Yes. It is a good unit.:yes:


----------



## Richard W. Haines (Jul 9, 2007)

It's a good unit but not if you have 5.1 analog sound like me. When you watch standard DVDs upscaled
you might have sound problems of the synch drifting in and out if you're using the HDMI cable for both
player and DLP projector. I also had a problem outputting "The Wild Bunch" HD DVD to 1080p. It only
plays back 1080i on my projector from this Toshiba machine. I don't know if it's a problem with the player or my DLP. In any event, it's not quite as easy to use as a standard DVD player. It takes a while to navigate. I had to push the remote button a few times to get to the menu so I could alter
the Picture output in the various settings of 720, 1080i and 1080p. Either that or I'm just not use
to the delayed action in this format. You'll need some patience if you're used to instantaneous results with a remote.


I paid $544 for it from Amazon. I had problems with the transaction. I sent them
a postal money order which they claimed they never received so I went to the post
office to track it and/or cancel it (which takes a couple of months) and then paid
for it via credit card. By the time that went through, they had lowered the price
to $500 so I got stuck paying an extra $44. I bought my Optoma HD70 projector
from Circuit City as I mentioned in another post and it had a dead pixel which
they wouldn't handle for me. I had to contact Optoma directly and am waiting to
hear back from them to replace the projector. My experience with Circuit City
in Cordlandt, New York was a bad one. Their customer service is the pits at least in that location.


----------



## bobgpsr (Apr 20, 2006)

Richard W. Haines said:


> It's a good unit but not if you have 5.1 analog sound like me.


I have the XA2 working very very well with the 5.1 analog outputs. It calibrates just like most other SACD/DVD-A players once you find the odd idiosyncrasy that you have to set the SPDIF to PCM in order for the analog out bass management to work. 

The required external +15 dB boost to the sub/LFE channel (that most all such 5.1 analog output players require) can be tricky but it is doable. The gain boost needed is +5 dB over the standard LFE +10 dB because of the bass management being done in the player with the main/center/surround speakers set to SMALL. I am happy with my two systems that use the 5.1 analog outputs, one with a XA1 and another with a XA2. Decent subwoofers with both systems.

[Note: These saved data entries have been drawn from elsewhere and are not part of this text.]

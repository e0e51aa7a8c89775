//! Cosmetic particle bursts.
//!
//! Particles are visual feedback on scoring events. They decay every tick,
//! the pool is hard-capped, and nothing in scoring or risk computation ever
//! reads them.

use crate::models::entity::Particle;
use crate::rng::GameRng;

/// Emit a radial burst of particles at a position.
///
/// Respects the pool cap: a burst that would overflow it is truncated.
pub fn burst(
    pool: &mut Vec<Particle>,
    x: f64,
    y: f64,
    count: usize,
    max_particles: usize,
    rng: &mut GameRng,
) {
    for i in 0..count {
        if pool.len() >= max_particles {
            return;
        }
        let angle = std::f64::consts::TAU * i as f64 / count as f64 + rng.unit_f64() * 0.5;
        let speed = 2.0 + rng.unit_f64() * 4.0;
        pool.push(Particle {
            x,
            y,
            vx: angle.cos() * speed,
            vy: angle.sin() * speed - 1.0,
            life: 1.0,
            size: 3.0 + rng.unit_f64() * 4.0,
        });
    }
}

/// Advance and cull the pool for one tick.
pub fn step(pool: &mut Vec<Particle>) {
    for particle in pool.iter_mut() {
        particle.step();
    }
    pool.retain(Particle::is_alive);
}

#[cfg(test)]
mod tests {
    use super::*;

    #[test]
    fn test_burst_respects_cap() {
        let mut pool = Vec::new();
        let mut rng = GameRng::new(1);
        burst(&mut pool, 0.0, 0.0, 20, 16, &mut rng);
        assert_eq!(pool.len(), 16);
    }

    #[test]
    fn test_pool_drains_completely() {
        let mut pool = Vec::new();
        let mut rng = GameRng::new(1);
        burst(&mut pool, 100.0, 100.0, 15, 512, &mut rng);
        assert_eq!(pool.len(), 15);

        for _ in 0..51 {
            step(&mut pool);
        }
        assert!(pool.is_empty());
    }
}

We can start a new thread on 5.1 analog calibration procedures/techniques for those who are having sound (esp LFE) calibration issues with the HD-XA2. Should we?


----------



## Richard W. Haines (Jul 9, 2007)

Yes.


----------



## bobgpsr (Apr 20, 2006)

Richard W. Haines said:


> Yes.


Ok, I try to get around to that later tonight. In the meantime look for hints in this post: http://www.hometheatershack.com/for...d-players-decode-audio-not-avr.html#post31915

Oops! We already have such a XA2 analog audio setup thread: 
http://www.hometheatershack.com/for...hd-xa2-setting-up-analog-5-1-a.html#post52816


----------



## bobgpsr (Apr 20, 2006)

bobgpsr said:


> We can start a new thread on 5.1 analog calibration procedures/techniques for those who are having sound (esp LFE) calibration issues with the HD-XA2. Should we?

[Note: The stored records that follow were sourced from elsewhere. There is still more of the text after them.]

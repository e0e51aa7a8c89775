//! Score and combo-streak state machine.
//!
//! Collectibles add `base + floor(base * combo * bonus_factor)` and extend
//! the streak; hazards break it. A streak with no scoring event inside the
//! idle window expires on its own. The combo never goes negative: it is an
//! unsigned counter that only resets to zero.

/// Accumulated scoring state for one arcade session.
#[derive(Debug, Clone, Default)]
pub struct ScoreBoard {
    score: i64,
    combo: u32,
    max_combo: u32,
    /// Session-relative time of the last scoring (non-hazard) event
    last_scoring_ms: u64,
    collected: u32,
    hazard_hits: u32,
    risky_collections: u32,
}

impl ScoreBoard {
    pub fn new() -> Self {
        Self::default()
    }

    /// Apply a collectible pickup. Returns the reward credited, combo bonus
    /// included.
    pub fn on_collect(&mut self, base_value: i64, now_ms: u64, bonus_factor: f64) -> i64 {
        let combo_bonus = if self.combo > 0 {
            (base_value as f64 * self.combo as f64 * bonus_factor).floor() as i64
        } else {
            0
        };
        let reward = base_value + combo_bonus;

        self.score += reward;
        self.combo += 1;
        self.max_combo = self.max_combo.max(self.combo);
        self.last_scoring_ms = now_ms;
        self.collected += 1;

        reward
    }

    /// Apply a hazard strike: the streak resets to exactly zero.
    pub fn on_hazard(&mut self) {
        self.combo = 0;
        self.hazard_hits += 1;
    }

    /// Expire a streak that has seen no scoring event within the idle window.
    pub fn expire_idle_combo(&mut self, now_ms: u64, idle_window_ms: u64) {
        if self.combo > 0 && now_ms.saturating_sub(self.last_scoring_ms) > idle_window_ms {
            self.combo = 0;
        }
    }

    /// Count a pickup made with hazards nearby.
    pub fn note_risky_collection(&mut self) {
        self.risky_collections += 1;
    }

    pub fn score(&self) -> i64 {
        self.score
    }

    pub fn combo(&self) -> u32 {
        self.combo
    }

    pub fn max_combo(&self) -> u32 {
        self.max_combo
    }

    pub fn collected(&self) -> u32 {
        self.collected
    }

    pub fn hazard_hits(&self) -> u32 {
        self.hazard_hits
    }

    pub fn risky_collections(&self) -> u32 {
        self.risky_collections
    }
}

Oops! Already have such a thread:
http://www.hometheatershack.com/for...-ray/6523-hd-xa2-setting-up-analog-5-1-a.html


----------



## Richard W. Haines (Jul 9, 2007)

I received a CD-Rom of the firmware update, installed it and it corrected the synch problem
so at this point in time I'll recommend the player but make sure you have the update to
avoid some bad early screenings like me.

One other minor problem with the machine. There was a digital glich on one of the discs
of the first season of "The Rockford Files" where the image broke up but then continued
to play. The Toshiba locked on the glich and wouldn't play it at all. I tried the disc in
my Samsung player and it was able to bypass the glich and continue with the show.
I don't know if the Toshiba is more sensitive to gliches for standard DVDs than other
players but I thought I'd mention it.


----------